It was decided after further consideration and consultation that one of the proposals discussed in the RIS (capitalised interest) should not proceed.  A full explanation of the thin capitalisation changes being given effect by the Bill is available in the Commentaryon the Bill available at http://taxpolicy.ird.govt.nz/publications/2013-commentary-arearm/overview.

 

2.5. For the policy to be given effect by this Bill, is there analysis available on:

 

(a)   the size of the potential costs and benefits?

YES

(b)   the potential for any group of persons to suffer a substantial unavoidable loss of income or wealth?

YES

2.5.(a)

The RISs listed in Appendix One and available at http://taxpolicy.ird.govt.nz/publications/2013-ris-arearm-bill/overview provide analysis on the size of the potential costs and benefits for the policy items included in the Bill that are the subject to the RIA requirements.  It should be noted that for the remaining policy items in the Bill, there is little or no publicly available analysis on the size and potential costs and benefits, as these items have been assessed as having no or very minor impact on businesses, individuals or organisations. 

Where appropriate, the Commentary on the Bill (available at: http://taxpolicy.ird.govt.nz/publications/2013-commentary-arearm/overview) may provide some additional information on the potential costs and benefits of individual policy items.

 

2.5.(b)

This omnibus Bill contains amendments to tax legislation which, by its nature and to varying degrees, will have an impact on resident and non-resident individuals, businesses, organisations, entities, and the Crown.

Analysis on the potential for any particular group or person to suffer a substantial unavoidable loss of income or wealth may be available in the RISs at the page reference listed in Appendix One or, where appropriate, in the Commentary on the Bill (available at http://taxpolicy.ird.govt.nz/publications/2013-commentary-arearm/overview).
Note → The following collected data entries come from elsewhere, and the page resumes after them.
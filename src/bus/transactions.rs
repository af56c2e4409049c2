use std::fmt;
use std::ops::{
	Deref,
	DerefMut,
};
use std::str;

use crate::gpio::{
	GpioPort,
	PinDirection,
};

use super::timing::hold;
use super::{
	PinMap,
	Pins,
	Timing,
};

/// Bytes a single page write covers; also the page alignment.
pub const PAGE_SIZE: usize = 256;

/// Upper 16 address bits, loaded into the extender register as
/// `(bank << 8) | high`.
#[derive(Clone, Copy, PartialEq, Eq, Debug)]
pub struct Page {
	pub bank: u8,
	pub high: u8,
}

impl Page {
	pub fn extended(self) -> u16 {
		(u16::from(self.bank) << 8) | u16::from(self.high)
	}

	/// The following page, or `None` past the end of the address space.
	pub fn next(self) -> Option<Page> {
		let extended = self.extended().checked_add(1)?;
		Some(Page {
			bank: (extended >> 8) as u8,
			high: extended as u8,
		})
	}
}

impl fmt::Display for Page {
	fn fmt(&self, f: &mut fmt::Formatter) -> fmt::Result {
		write!(f, "{:02x}:{:02x}xx", self.bank, self.high)
	}
}

/// Full 24-bit location: extended page plus the directly driven low byte.
#[derive(Clone, Copy, PartialEq, Eq, Debug)]
pub struct Address {
	pub page: Page,
	pub low: u8,
}

impl Address {
	pub fn new(bank: u8, high: u8, low: u8) -> Self {
		Address {
			page: Page {
				bank,
				high,
			},
			low,
		}
	}

	pub fn from_linear(linear: u32) -> crate::AResult<Self> {
		ensure!(linear < 1 << 24, "address 0x{:x} outside the 24-bit space", linear);
		Ok(Address::new((linear >> 16) as u8, (linear >> 8) as u8, linear as u8))
	}

	pub fn linear(self) -> u32 {
		(u32::from(self.page.bank) << 16) | (u32::from(self.page.high) << 8) | u32::from(self.low)
	}
}

impl fmt::Display for Address {
	fn fmt(&self, f: &mut fmt::Formatter) -> fmt::Result {
		write!(f, "{:02x}:{:02x}{:02x}", self.page.bank, self.page.high, self.low)
	}
}

fn parse_number(s: &str) -> crate::AResult<u32> {
	let value = if s.starts_with("0x") || s.starts_with("0X") {
		u32::from_str_radix(&s[2..], 16)?
	} else {
		s.parse()?
	};
	Ok(value)
}

/// Accepts a linear number (`73`, `0x12abc`) or the hex split form
/// `bank:offset` (`02:1a2b`).
impl str::FromStr for Address {
	type Err = ::failure::Error;

	fn from_str(s: &str) -> Result<Self, Self::Err> {
		with_context!(("invalid address: {:?}", s), {
			let mut parts = s.splitn(2, ':');
			let first = parts.next().unwrap_or("");
			match parts.next() {
				Some(offset) => {
					let bank = u8::from_str_radix(first, 16)?;
					let offset = u16::from_str_radix(offset, 16)?;
					Ok(Address::new(bank, (offset >> 8) as u8, offset as u8))
				},
				None => Address::from_linear(parse_number(s)?),
			}
		})
	}
}

/// Runs complete transactions against the device on the bus.
///
/// Every operation drives the bus only for its own duration and leaves it
/// released afterwards (see the module docs). `set_extended` is the one
/// exception: it deliberately leaves the register outputs enabled.
pub struct Sequencer<P: GpioPort> {
	pins: Pins<P>,
	timing: Timing,
}

impl<P: GpioPort> Sequencer<P> {
	pub fn new(port: P, map: PinMap, timing: Timing) -> Self {
		Sequencer {
			pins: Pins::new(port, map),
			timing,
		}
	}

	/// Must run once before the first transaction.
	pub fn init(&mut self) {
		self.pins.init();
	}

	// deassert strobes, then latch the page into the extender and enable
	// its outputs; the guard returns the bus to the released state
	fn drive(&mut self, page: Page) -> Driven<P> {
		let mut bus = Driven(&mut self.pins);
		bus.set_read_strobe(false);
		bus.set_write_strobe(false);
		bus.set_extended_address(page.extended());
		bus.set_extended_output_enabled(true);
		bus
	}

	pub fn read(&mut self, addr: Address) -> u8 {
		let mut bus = self.drive(addr.page);
		bus.set_address_direction(PinDirection::Output);
		bus.write_address_bus(addr.low);
		bus.set_data_direction(PinDirection::Input);
		bus.set_read_strobe(true);
		let value = bus.read_data_bus();
		bus.set_read_strobe(false);
		debug!("read {} -> 0x{:02x}", addr, value);
		value
	}

	pub fn write_byte(&mut self, addr: Address, value: u8) {
		debug!("write {} <- 0x{:02x}", addr, value);
		let pulse = self.timing.write_pulse;
		let mut bus = self.drive(addr.page);
		bus.set_address_direction(PinDirection::Output);
		bus.write_address_bus(addr.low);
		bus.set_data_direction(PinDirection::Output);
		bus.write_data_bus(value);
		bus.set_write_strobe(true);
		hold(pulse);
		bus.set_write_strobe(false);
	}

	/// One extender load covers all 256 bytes; addresses walk the page in
	/// ascending order with the same write pulse as single-byte writes.
	pub fn write_page(&mut self, page: Page, data: &[u8; PAGE_SIZE]) {
		debug!("write page {}", page);
		let pulse = self.timing.write_pulse;
		let mut bus = self.drive(page);
		bus.set_address_direction(PinDirection::Output);
		bus.set_data_direction(PinDirection::Output);
		for (low, value) in data.iter().enumerate() {
			bus.write_address_bus(low as u8);
			bus.write_data_bus(*value);
			bus.set_write_strobe(true);
			hold(pulse);
			bus.set_write_strobe(false);
		}
	}

	/// Presents the address with the read strobe asserted for the
	/// configured hold, long enough for an analyzer on the bus to trigger
	/// on a stable cycle. No data is transferred.
	pub fn park(&mut self, addr: Address) {
		debug!("park at {}", addr);
		let hold_for = self.timing.park_hold;
		let mut bus = self.drive(addr.page);
		bus.set_address_direction(PinDirection::Output);
		bus.write_address_bus(addr.low);
		bus.set_data_direction(PinDirection::Input);
		bus.set_read_strobe(true);
		hold(hold_for);
		bus.set_read_strobe(false);
	}

	/// Raw access to the extender register, bypassing the transaction
	/// discipline: the value stays latched and the register outputs stay
	/// enabled after returning.
	pub fn set_extended(&mut self, value: u16) {
		debug!("extended register <- 0x{:04x}", value);
		self.pins.set_extended_address(value);
		self.pins.set_extended_output_enabled(true);
	}
}

struct Driven<'a, P: GpioPort+'a>(&'a mut Pins<P>);

impl<'a, P: GpioPort> Drop for Driven<'a, P> {
	fn drop(&mut self) {
		self.0.set_data_direction(PinDirection::Input);
		self.0.set_address_direction(PinDirection::Input);
		self.0.set_extended_output_enabled(false);
		self.0.set_read_strobe(false);
		self.0.set_write_strobe(false);
	}
}

impl<'a, P: GpioPort> Deref for Driven<'a, P> {
	type Target = Pins<P>;

	fn deref(&self) -> &Self::Target {
		&self.0
	}
}

impl<'a, P: GpioPort> DerefMut for Driven<'a, P> {
	fn deref_mut(&mut self) -> &mut Self::Target {
		&mut self.0
	}
}

#[cfg(test)]
mod test {
	use crate::bus::{
		Address,
		PAGE_SIZE,
		Page,
		PinMap,
		Sequencer,
		Timing,
	};
	use crate::gpio::PinDirection;
	use crate::sim::SimBus;

	fn setup(sim: &mut SimBus) -> Sequencer<&mut SimBus> {
		let mut seq = Sequencer::new(sim, PinMap::default(), Timing::immediate());
		seq.init();
		seq
	}

	fn check_parse(s: &str, linear: u32) {
		let addr: Address = s.parse().unwrap();
		assert_eq!(addr.linear(), linear, "parsing {:?}", s);
	}

	#[test]
	fn extended_combines_bank_and_high() {
		assert_eq!(Page { bank: 0x12, high: 0x34 }.extended(), 0x1234);
		assert_eq!(Page { bank: 0x00, high: 0x05 }.extended(), 0x0005);
		assert_eq!(Page { bank: 0x01, high: 0x00 }.extended(), 0x0100);
	}

	#[test]
	fn page_increment_carries_into_bank() {
		let next = Page { bank: 0x00, high: 0xff }.next();
		assert_eq!(next, Some(Page { bank: 0x01, high: 0x00 }));
		assert_eq!(Page { bank: 0xff, high: 0xff }.next(), None);
	}

	#[test]
	fn linear_split() {
		let addr = Address::from_linear(0x12_3456).unwrap();
		assert_eq!(addr.page.bank, 0x12);
		assert_eq!(addr.page.high, 0x34);
		assert_eq!(addr.low, 0x56);
		assert_eq!(addr.linear(), 0x12_3456);
		assert_eq!(addr.to_string(), "12:3456");
		assert!(Address::from_linear(0x100_0000).is_err());
	}

	#[test]
	fn parse_addresses() {
		check_parse("0", 0);
		check_parse("255", 255);
		check_parse("0x12345", 0x1_2345);
		check_parse("02:1a2b", 0x02_1a2b);
		check_parse("ff:ffff", 0xff_ffff);
		assert!("0x1000000".parse::<Address>().is_err());
		assert!("1:2:3".parse::<Address>().is_err());
		assert!("zz:0000".parse::<Address>().is_err());
		assert!("".parse::<Address>().is_err());
	}

	#[test]
	fn read_returns_device_byte_and_releases() {
		let map = PinMap::default();
		let mut sim = SimBus::new(map.clone());
		sim.preload(0x02_1a2b, 0x5a);

		let value = {
			let mut seq = setup(&mut sim);
			seq.read(Address::from_linear(0x02_1a2b).unwrap())
		};
		assert_eq!(value, 0x5a);

		assert_eq!(sim.reads(), [0x02_1a2b]);
		assert_eq!(sim.faults(), &[] as &[String]);
		for bit in 0..8 {
			assert_eq!(sim.direction(map.data[bit]), PinDirection::Input, "d{}", bit);
			assert_eq!(sim.direction(map.address[bit]), PinDirection::Input, "a{}", bit);
		}
		assert_eq!(sim.level(map.read_strobe), false);
		assert_eq!(sim.level(map.write_strobe), false);
		assert_eq!(sim.level(map.shift_output_enable_n), true);
	}

	#[test]
	fn write_lands_at_address() {
		let map = PinMap::default();
		let mut sim = SimBus::new(map.clone());
		{
			let mut seq = setup(&mut sim);
			seq.write_byte(Address::from_linear(0xff_00fe).unwrap(), 0xa7);
		}
		assert_eq!(sim.peek(0xff_00fe), 0xa7);
		// one entry in the log means exactly one strobe cycle
		assert_eq!(sim.writes(), [(0xff_00fe, 0xa7)]);
		assert_eq!(sim.faults(), &[] as &[String]);
		assert_eq!(sim.level(map.write_strobe), false);
		assert_eq!(sim.level(map.shift_output_enable_n), true);
		for bit in 0..8 {
			assert_eq!(sim.direction(map.data[bit]), PinDirection::Input, "d{}", bit);
		}
	}

	#[test]
	fn page_write_covers_ascending_addresses() {
		let map = PinMap::default();
		let mut sim = SimBus::new(map.clone());
		let mut data = [0u8; PAGE_SIZE];
		for (i, value) in data.iter_mut().enumerate() {
			*value = (i as u8).wrapping_mul(7).wrapping_add(3);
		}
		{
			let mut seq = setup(&mut sim);
			seq.write_page(Page { bank: 0x01, high: 0x80 }, &data);
		}
		assert_eq!(sim.writes().len(), PAGE_SIZE);
		for (i, &(addr, value)) in sim.writes().iter().enumerate() {
			assert_eq!(addr, 0x01_8000 + i as u32);
			assert_eq!(value, data[i]);
			assert_eq!(sim.peek(addr), value);
		}
		assert_eq!(sim.faults(), &[] as &[String]);
	}

	#[test]
	fn page_write_flips_data_direction_once() {
		let map = PinMap::default();
		let mut sim = SimBus::new(map.clone());
		setup(&mut sim);
		sim.reset_trace();
		{
			let mut seq = Sequencer::new(&mut sim, map.clone(), Timing::immediate());
			seq.write_page(Page { bank: 0x00, high: 0x01 }, &[0x55; PAGE_SIZE]);
		}
		assert_eq!(sim.writes().len(), PAGE_SIZE);
		// once to drive the bus, once back on release
		for bit in 0..8 {
			assert_eq!(sim.direction_sets(map.data[bit]), 2, "d{} direction sets", bit);
		}
		assert_eq!(sim.faults(), &[] as &[String]);
	}

	#[test]
	fn park_presents_address_then_releases() {
		let map = PinMap::default();
		let mut sim = SimBus::new(map.clone());
		{
			let mut seq = setup(&mut sim);
			seq.park(Address::from_linear(0x03_0000).unwrap());
		}
		assert_eq!(sim.reads(), [0x03_0000]);
		assert!(sim.writes().is_empty());
		assert_eq!(sim.faults(), &[] as &[String]);
		assert_eq!(sim.level(map.shift_output_enable_n), true);
		for bit in 0..8 {
			assert_eq!(sim.direction(map.address[bit]), PinDirection::Input, "a{}", bit);
		}
	}

	#[test]
	fn set_extended_leaves_outputs_enabled() {
		let map = PinMap::default();
		let mut sim = SimBus::new(map.clone());
		{
			let mut seq = setup(&mut sim);
			seq.set_extended(0xbeef);
		}
		assert_eq!(sim.latched_value(), 0xbeef);
		assert_eq!(sim.level(map.shift_output_enable_n), false);
	}
}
For the majority of the items in the Bill, there is no analysis available that indicates that any group of persons has the potential to suffer a substantial avoidable loss of income or wealth because of these policy changes.
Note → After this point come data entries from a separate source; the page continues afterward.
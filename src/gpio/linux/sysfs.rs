use std::collections::HashMap;
use std::fs;
use std::io::{
	self,
	Write,
};
use std::os::unix::fs::FileExt;
use std::thread;
use std::time::Duration;

use crate::gpio::{
	GpioPort,
	PinDirection,
	PinId,
};

const SYSFS_GPIO: &str = "/sys/class/gpio";

struct SysfsPin {
	direction: fs::File,
	value: fs::File,
	exported_here: bool,
}

pub struct SysfsPort {
	pins: HashMap<PinId, SysfsPin>,
}

fn export(pin: PinId) -> io::Result<bool> {
	let mut f = fs::OpenOptions::new().write(true).open(format!("{}/export", SYSFS_GPIO))?;
	match f.write_all(pin.0.to_string().as_bytes()) {
		Ok(()) => {
			// give udev a moment to apply permissions on the new node
			thread::sleep(Duration::from_millis(10));
			Ok(true)
		}
		// EBUSY: pin was already exported, attribute files exist
		Err(ref e) if e.raw_os_error() == Some(libc::EBUSY) => Ok(false),
		Err(e) => Err(e),
	}
}

fn open_pin(pin: PinId) -> io::Result<SysfsPin> {
	let exported_here = export(pin)?;
	let base = format!("{}/gpio{}", SYSFS_GPIO, pin.0);
	let direction = fs::OpenOptions::new().read(true).write(true).open(format!("{}/direction", base))?;
	let value = fs::OpenOptions::new().read(true).write(true).open(format!("{}/value", base))?;
	Ok(SysfsPin {
		direction,
		value,
		exported_here,
	})
}

pub fn inner_open(pins: &[PinId]) -> io::Result<SysfsPort> {
	let mut port = SysfsPort {
		pins: HashMap::new(),
	};
	for &pin in pins {
		// partial failure: Drop unexports what was exported so far
		let p = open_pin(pin)?;
		port.pins.insert(pin, p);
	}
	Ok(port)
}

impl SysfsPort {
	fn pin(&self, pin: PinId) -> &SysfsPin {
		match self.pins.get(&pin) {
			Some(p) => p,
			None => panic!("{} was not opened with this port", pin),
		}
	}
}

impl GpioPort for SysfsPort {
	fn set_direction(&mut self, pin: PinId, dir: PinDirection) {
		let text: &[u8] = match dir {
			PinDirection::Input => b"in",
			PinDirection::Output => b"out",
		};
		self.pin(pin).direction.write_at(text, 0).expect("sysfs direction write must not fail");
	}

	fn write(&mut self, pin: PinId, level: bool) {
		let text: &[u8] = if level { b"1" } else { b"0" };
		self.pin(pin).value.write_at(text, 0).expect("sysfs value write must not fail");
	}

	fn read(&mut self, pin: PinId) -> bool {
		let mut buf = [0u8];
		self.pin(pin).value.read_at(&mut buf, 0).expect("sysfs value read must not fail");
		buf[0] == b'1'
	}
}

impl Drop for SysfsPort {
	fn drop(&mut self) {
		for (pin, p) in &self.pins {
			if !p.exported_here {
				continue;
			}
			let r = fs::OpenOptions::new()
				.write(true)
				.open(format!("{}/unexport", SYSFS_GPIO))
				.and_then(|mut f| f.write_all(pin.0.to_string().as_bytes()));
			if let Err(e) = r {
				error!("failed to unexport {}: {}", pin, e);
			}
		}
	}
}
2.6. For the policy to be given effect by this Bill, are the potential costs or benefits likely to be impacted by:

 

(a)   the level of effective compliance or non-compliance with applicable obligations or standards?

YES

(b)   the nature and level of regulator effort put into encouraging or securing compliance?

YES

2.6.(a) and (b)

The effectiveness of taxation legislation is, by its nature, reliant on effective and voluntary compliance.  The level of effective compliance or non-compliance with specific applicable obligations or standards, and the nature of regulator effort, may have an impact on the potential costs or benefits for some policy items to be given effect by the Bill.  For the appropriate policy items, this is discussed in more detail in the documents listed in Appendix One that are available at http://taxpolicy.ird.govt.nz/publications/2013-ris-arearm-bill/overview or where appropriate in the Commentary on the Bill (available at http://taxpolicy.ird.govt.nz/publications/2013-commentary-arearm/overview).

 

Part Three: Testing of Legislative Content

Consistency with New Zealand’s international obligations

3.1. What steps have been taken to determine whether the policy to be given effect by this Bill is consistent with New Zealand’s international obligations?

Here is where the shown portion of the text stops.